Urm what it is, is that i installed san andreas onto my cmputer, and both offline and online when i've loaded it up it has writing and numbers all over the screen and i dont know how to get rid of it  please help someone!!


----------



## higgypiggyme (Jan 19, 2008)

doo one have an idea? :sigh:


----------



## bhahar84 (Jan 7, 2008)

Hi higgypiggyme!!

Do you have a latest driver for the graphic card? Maybe you can update the graphic card driver and see whether it helps resolve the issue :smile:


----------



## higgypiggyme (Jan 19, 2008)

ty i'll have to try it, urm while were at it  could you tell me, i got 10 day free trial on WoW and it says: Failed To Find Suitable Displaying Device

Can you help ?


----------



## bhahar84 (Jan 7, 2008)

It seems maybe this is because of driver issue. And what is the graphic card you are using? Is it integrated with mo-bo, or is it external peripherals?


----------



## higgypiggyme (Jan 19, 2008)

hmm, alright, i cant connect to grand theft auto now..  i lcick to play it, and it wont load up GTA  help?


----------



## bhahar84 (Jan 7, 2008)

Hi higgypiggyme!!

Sorry for the late reply.
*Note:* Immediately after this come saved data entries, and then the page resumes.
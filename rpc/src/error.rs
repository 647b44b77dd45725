//! JSON-RPC error codes for pool error kinds.

use peerpool_core::PoolError;
use thiserror::Error;

#[derive(Debug, Error)]
pub enum RpcError {
    #[error("failed to bind {addr}: {reason}")]
    Bind { addr: String, reason: String },

    #[error("server error: {0}")]
    Server(String),
}

/// Application code for a pool error kind. Clients branch on these;
/// messages and remediation text are advisory.
pub fn error_code(err: &PoolError) -> i32 {
    match err {
        PoolError::StaleNonce { .. } => -32001,
        PoolError::BadSignature(_) => -32002,
        PoolError::NotFound(_) => -32003,
        PoolError::InvalidRequest(_) => -32004,
        PoolError::InvalidKind(_) => -32005,
        PoolError::InsufficientBalance(_) => -32010,
        PoolError::NotSupported(_) => -32020,
        PoolError::NetworkMismatch { .. } => -32021,
        PoolError::AddressMismatch { .. } => -32022,
        PoolError::TransientRpc(_) => -32023,
        PoolError::Keystore(_) | PoolError::Config(_) => -32024,
        PoolError::Storage(_) => -32030,
    }
}
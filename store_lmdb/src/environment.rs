//! LMDB environment setup.

use std::path::Path;
use std::sync::Arc;

use heed::types::Bytes;
use heed::{Database, Env, EnvOpenOptions};

use crate::LmdbError;

const MAX_DBS: u32 = 8;
const DEFAULT_MAP_SIZE: usize = 256 * 1024 * 1024;

/// Wraps the LMDB environment and all database handles.
pub struct LmdbEnvironment {
    env: Arc<Env>,

    /// Node records (JSON), keyed by node id. The record carries the
    /// node's payout-account binding; peers live in `peers_db`.
    pub(crate) nodes_db: Database<Bytes, Bytes>,

    /// Balance records (JSON), keyed by account.
    pub(crate) balances_db: Database<Bytes, Bytes>,

    /// Peer attestations: `<owner>/<peer>` → big-endian u64 timestamp.
    pub(crate) peers_db: Database<Bytes, Bytes>,

    /// Highest request nonce per node id: id → big-endian u64.
    pub(crate) nonces_db: Database<Bytes, Bytes>,

    /// Internal bookkeeping (schema version).
    pub(crate) meta_db: Database<Bytes, Bytes>,
}

impl LmdbEnvironment {
    /// Open or create an LMDB environment at the given path.
    pub fn open(path: &Path) -> Result<Self, LmdbError> {
        Self::open_with_map_size(path, DEFAULT_MAP_SIZE)
    }

    pub fn open_with_map_size(path: &Path, map_size: usize) -> Result<Self, LmdbError> {
        std::fs::create_dir_all(path)
            .map_err(|e| LmdbError::Heed(format!("failed to create directory: {e}")))?;

        let env = unsafe {
            EnvOpenOptions::new()
                .max_dbs(MAX_DBS)
                .map_size(map_size)
                .open(path)?
        };

        let mut wtxn = env.write_txn()?;
        let nodes_db = env.create_database(&mut wtxn, Some("nodes"))?;
        let balances_db = env.create_database(&mut wtxn, Some("balances"))?;
        let peers_db = env.create_database(&mut wtxn, Some("peers"))?;
        let nonces_db = env.create_database(&mut wtxn, Some("nonces"))?;
        let meta_db: Database<Bytes, Bytes> = env.create_database(&mut wtxn, Some("meta"))?;
        if meta_db.get(&wtxn, b"schema_version")?.is_none() {
            meta_db.put(&mut wtxn, b"schema_version", &1u32.to_be_bytes())?;
        }
        wtxn.commit()?;

        Ok(Self {
            env: Arc::new(env),
            nodes_db,
            balances_db,
            peers_db,
            nonces_db,
            meta_db,
        })
    }

    /// Get a shared reference to the underlying heed environment.
    pub fn env(&self) -> &Arc<Env> {
        &self.env
    }

    /// Force an `fsync` of the memory-mapped file during graceful
    /// shutdown. LMDB is durable on every commit; this flushes whatever
    /// the OS still holds dirty.
    pub fn force_sync(&self) -> Result<(), LmdbError> {
        let wtxn = self.env.write_txn()?;
        wtxn.commit()?;
        Ok(())
    }
}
So, you cannot bring up the GTA SA now?can you try this:

1. Right click on GTA SA icon
2. Choose *Properties*
3. Click on *Compatibility* tab
4. Under *Run this program under compatibility mode for* , try choose earlier version OS, such as XP SP2
5. Click *Apply*, and *OK*. Try to start your GTA now and see whether it works :grin:


----------



## higgypiggyme (Jan 19, 2008)

i tryied it, but i dont have windoiws xp one and none of the others work .


----------



## koala (Mar 27, 2005)

Can you post a screenshot of the game when the random characters appear.

Reinstall your graphics driver or try an earlier version. What make/model is your graphics card? Are you using Vista 32 or 64 bit? Does your system meet the game's minimum requirements?


----------



## higgypiggyme (Jan 19, 2008)

the letters are sorted the not loading is my problem now


----------



## koala (Mar 27, 2005)

Reinstall the game and your graphics driver or try an earlier version. What make/model is your graphics card? Are you using Vista 32 or 64 bit? Does your system meet the game's minimum requirements?


----------



## higgypiggyme (Jan 19, 2008)

My graphics card i dnt know what it is, but im on xp 32


----------



## higgypiggyme (Jan 19, 2008)

also, Loading WoW, Failed to find a suitable displaying device, any ideas?


----------



## koala (Mar 27, 2005)

Failed to find a suitable displaying device: Reinstall the game and your graphics driver or try an earlier version.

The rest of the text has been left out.